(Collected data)
=== Section Start ===

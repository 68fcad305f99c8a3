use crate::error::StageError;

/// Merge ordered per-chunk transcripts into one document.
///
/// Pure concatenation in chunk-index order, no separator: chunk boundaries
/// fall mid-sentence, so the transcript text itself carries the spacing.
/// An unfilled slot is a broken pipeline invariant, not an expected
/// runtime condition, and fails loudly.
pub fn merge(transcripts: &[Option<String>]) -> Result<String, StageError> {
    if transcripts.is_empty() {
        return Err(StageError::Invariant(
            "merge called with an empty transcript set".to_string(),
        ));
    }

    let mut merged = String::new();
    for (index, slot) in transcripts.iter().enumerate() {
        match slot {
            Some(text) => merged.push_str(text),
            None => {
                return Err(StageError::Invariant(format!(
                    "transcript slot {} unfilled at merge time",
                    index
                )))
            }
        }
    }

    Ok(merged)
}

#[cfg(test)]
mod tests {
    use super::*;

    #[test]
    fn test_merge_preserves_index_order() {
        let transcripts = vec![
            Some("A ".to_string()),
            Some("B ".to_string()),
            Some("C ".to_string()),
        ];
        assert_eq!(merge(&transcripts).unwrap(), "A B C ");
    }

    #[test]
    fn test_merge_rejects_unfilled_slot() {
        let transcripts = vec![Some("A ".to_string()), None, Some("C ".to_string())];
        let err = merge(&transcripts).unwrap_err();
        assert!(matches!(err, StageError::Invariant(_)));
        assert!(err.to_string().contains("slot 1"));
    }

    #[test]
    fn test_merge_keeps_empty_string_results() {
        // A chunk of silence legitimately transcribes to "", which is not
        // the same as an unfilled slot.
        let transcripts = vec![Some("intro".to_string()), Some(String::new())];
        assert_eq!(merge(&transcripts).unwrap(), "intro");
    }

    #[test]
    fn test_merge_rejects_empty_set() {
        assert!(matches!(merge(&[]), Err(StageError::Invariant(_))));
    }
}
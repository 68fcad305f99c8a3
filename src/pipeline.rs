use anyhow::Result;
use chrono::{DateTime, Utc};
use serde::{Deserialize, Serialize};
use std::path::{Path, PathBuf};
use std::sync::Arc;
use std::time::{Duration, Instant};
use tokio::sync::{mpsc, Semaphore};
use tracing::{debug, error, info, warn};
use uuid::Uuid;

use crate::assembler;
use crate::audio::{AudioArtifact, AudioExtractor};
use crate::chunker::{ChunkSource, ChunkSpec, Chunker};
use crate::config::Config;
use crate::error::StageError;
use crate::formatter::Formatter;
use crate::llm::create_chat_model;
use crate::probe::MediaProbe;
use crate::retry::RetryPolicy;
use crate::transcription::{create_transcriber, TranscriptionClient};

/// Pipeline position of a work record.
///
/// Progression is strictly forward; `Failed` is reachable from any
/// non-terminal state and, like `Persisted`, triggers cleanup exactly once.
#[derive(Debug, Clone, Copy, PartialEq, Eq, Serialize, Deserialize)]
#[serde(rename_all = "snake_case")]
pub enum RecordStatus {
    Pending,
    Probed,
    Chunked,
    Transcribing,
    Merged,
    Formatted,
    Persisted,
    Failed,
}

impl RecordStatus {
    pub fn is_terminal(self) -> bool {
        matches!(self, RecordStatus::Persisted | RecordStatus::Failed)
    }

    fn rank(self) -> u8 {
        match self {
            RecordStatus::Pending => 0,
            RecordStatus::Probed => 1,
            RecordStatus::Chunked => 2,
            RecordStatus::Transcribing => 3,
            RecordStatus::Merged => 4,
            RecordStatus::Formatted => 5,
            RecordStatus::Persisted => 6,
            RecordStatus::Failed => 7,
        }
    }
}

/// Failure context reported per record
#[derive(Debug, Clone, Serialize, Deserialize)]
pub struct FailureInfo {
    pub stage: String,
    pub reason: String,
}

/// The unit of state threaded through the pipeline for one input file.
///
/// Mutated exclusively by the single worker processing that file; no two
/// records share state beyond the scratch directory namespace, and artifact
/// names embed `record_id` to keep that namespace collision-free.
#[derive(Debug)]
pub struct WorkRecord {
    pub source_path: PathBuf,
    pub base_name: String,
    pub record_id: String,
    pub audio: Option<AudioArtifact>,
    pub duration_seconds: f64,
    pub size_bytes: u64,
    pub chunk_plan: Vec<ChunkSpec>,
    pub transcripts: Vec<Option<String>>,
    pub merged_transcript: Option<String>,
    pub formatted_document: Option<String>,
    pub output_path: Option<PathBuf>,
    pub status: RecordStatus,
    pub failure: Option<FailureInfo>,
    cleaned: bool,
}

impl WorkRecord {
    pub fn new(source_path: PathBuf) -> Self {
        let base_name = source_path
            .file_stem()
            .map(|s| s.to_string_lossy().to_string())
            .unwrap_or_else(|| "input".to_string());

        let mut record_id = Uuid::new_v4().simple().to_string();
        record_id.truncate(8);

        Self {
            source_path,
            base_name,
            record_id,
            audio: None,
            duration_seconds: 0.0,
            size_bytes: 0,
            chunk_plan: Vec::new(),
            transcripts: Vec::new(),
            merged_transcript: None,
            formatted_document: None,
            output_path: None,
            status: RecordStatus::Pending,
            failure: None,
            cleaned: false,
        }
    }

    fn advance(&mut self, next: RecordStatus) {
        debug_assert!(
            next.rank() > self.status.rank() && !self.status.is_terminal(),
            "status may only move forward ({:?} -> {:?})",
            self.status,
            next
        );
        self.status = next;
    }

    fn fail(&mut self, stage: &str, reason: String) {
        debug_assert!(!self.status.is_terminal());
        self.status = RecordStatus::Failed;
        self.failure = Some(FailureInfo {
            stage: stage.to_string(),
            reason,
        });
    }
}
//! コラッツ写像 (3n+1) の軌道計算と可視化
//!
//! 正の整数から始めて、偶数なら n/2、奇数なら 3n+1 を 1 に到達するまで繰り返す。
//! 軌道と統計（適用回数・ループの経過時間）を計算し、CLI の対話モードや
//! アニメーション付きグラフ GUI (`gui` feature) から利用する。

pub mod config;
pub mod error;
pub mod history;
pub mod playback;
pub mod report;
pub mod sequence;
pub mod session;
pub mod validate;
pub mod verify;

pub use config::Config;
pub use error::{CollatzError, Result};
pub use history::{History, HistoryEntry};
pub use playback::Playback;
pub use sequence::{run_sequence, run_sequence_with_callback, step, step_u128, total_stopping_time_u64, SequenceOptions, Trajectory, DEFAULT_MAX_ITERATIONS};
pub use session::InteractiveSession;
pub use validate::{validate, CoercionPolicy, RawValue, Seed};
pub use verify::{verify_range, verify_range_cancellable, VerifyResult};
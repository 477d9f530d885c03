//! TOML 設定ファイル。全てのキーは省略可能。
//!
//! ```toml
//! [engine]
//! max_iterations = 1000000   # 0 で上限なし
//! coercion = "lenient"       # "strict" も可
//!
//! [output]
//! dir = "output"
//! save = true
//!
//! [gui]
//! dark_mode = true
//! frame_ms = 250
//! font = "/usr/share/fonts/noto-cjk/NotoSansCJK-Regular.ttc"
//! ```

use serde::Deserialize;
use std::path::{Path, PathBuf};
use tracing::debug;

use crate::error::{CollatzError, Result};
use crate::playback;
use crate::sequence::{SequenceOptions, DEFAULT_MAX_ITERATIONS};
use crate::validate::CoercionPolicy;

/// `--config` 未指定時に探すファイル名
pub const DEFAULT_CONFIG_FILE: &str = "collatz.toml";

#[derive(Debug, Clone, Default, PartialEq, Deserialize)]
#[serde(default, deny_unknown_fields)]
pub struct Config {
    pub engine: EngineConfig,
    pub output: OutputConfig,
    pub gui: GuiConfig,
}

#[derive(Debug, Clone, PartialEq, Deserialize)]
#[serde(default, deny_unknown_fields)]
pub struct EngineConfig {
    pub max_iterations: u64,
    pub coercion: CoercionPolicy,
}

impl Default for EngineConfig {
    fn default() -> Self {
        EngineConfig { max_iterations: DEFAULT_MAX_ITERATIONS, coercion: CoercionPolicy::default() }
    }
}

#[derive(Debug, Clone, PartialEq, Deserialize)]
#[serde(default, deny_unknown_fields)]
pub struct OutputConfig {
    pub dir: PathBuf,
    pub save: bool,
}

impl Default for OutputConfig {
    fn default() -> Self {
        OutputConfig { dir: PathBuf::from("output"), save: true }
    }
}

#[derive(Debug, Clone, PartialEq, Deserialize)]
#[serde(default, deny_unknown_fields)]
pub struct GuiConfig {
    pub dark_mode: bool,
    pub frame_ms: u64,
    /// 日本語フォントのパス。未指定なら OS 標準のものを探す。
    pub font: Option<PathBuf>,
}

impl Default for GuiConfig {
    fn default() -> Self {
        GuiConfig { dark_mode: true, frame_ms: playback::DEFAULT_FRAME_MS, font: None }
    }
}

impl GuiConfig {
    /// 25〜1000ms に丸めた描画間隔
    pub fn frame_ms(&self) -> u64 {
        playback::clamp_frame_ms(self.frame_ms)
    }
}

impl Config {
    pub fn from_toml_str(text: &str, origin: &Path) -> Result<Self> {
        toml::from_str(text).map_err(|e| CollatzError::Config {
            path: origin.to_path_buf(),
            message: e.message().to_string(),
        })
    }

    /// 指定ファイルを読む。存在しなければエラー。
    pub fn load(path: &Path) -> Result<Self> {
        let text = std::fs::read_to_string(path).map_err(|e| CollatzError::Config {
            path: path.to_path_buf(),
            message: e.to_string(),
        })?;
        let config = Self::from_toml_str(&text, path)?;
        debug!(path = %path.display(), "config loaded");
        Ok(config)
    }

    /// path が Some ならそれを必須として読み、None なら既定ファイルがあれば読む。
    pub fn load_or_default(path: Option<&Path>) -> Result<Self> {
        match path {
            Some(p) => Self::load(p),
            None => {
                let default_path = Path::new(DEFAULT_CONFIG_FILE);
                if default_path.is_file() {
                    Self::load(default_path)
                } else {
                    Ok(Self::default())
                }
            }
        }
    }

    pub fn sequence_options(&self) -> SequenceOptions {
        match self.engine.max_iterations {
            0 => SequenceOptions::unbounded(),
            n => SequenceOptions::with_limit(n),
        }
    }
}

=== Section End ===
=== Section Start ===

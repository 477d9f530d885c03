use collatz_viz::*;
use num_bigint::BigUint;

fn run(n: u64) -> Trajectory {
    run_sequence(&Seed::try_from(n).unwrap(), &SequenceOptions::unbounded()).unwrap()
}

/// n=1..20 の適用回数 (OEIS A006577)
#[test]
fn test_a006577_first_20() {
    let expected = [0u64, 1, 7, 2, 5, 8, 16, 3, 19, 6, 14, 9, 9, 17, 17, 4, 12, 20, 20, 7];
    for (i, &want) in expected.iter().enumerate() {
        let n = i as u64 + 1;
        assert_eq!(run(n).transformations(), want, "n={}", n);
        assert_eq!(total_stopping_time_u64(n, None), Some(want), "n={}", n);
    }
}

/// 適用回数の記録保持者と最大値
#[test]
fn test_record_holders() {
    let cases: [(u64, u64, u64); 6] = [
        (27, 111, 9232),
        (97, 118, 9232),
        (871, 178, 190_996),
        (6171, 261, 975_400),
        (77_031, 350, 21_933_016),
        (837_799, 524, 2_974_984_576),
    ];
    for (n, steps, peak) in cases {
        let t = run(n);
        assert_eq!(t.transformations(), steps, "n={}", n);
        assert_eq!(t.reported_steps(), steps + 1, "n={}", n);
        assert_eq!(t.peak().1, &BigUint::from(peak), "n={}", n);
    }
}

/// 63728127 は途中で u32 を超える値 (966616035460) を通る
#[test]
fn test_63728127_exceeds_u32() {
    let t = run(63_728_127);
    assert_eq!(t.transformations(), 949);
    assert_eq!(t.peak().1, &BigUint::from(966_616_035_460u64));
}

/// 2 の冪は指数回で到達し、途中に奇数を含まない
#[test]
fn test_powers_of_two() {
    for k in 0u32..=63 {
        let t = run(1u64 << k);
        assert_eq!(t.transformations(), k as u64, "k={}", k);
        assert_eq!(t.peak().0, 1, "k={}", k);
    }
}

=== Section End ===

> _DESCRIPTION OF THE TASK_: Check every line above for the string "save" and copy those that have it.

> _WRITTEN SOLUTION_:
//! save = true
    pub save: bool,
        OutputConfig { dir: PathBuf::from("output"), save: true }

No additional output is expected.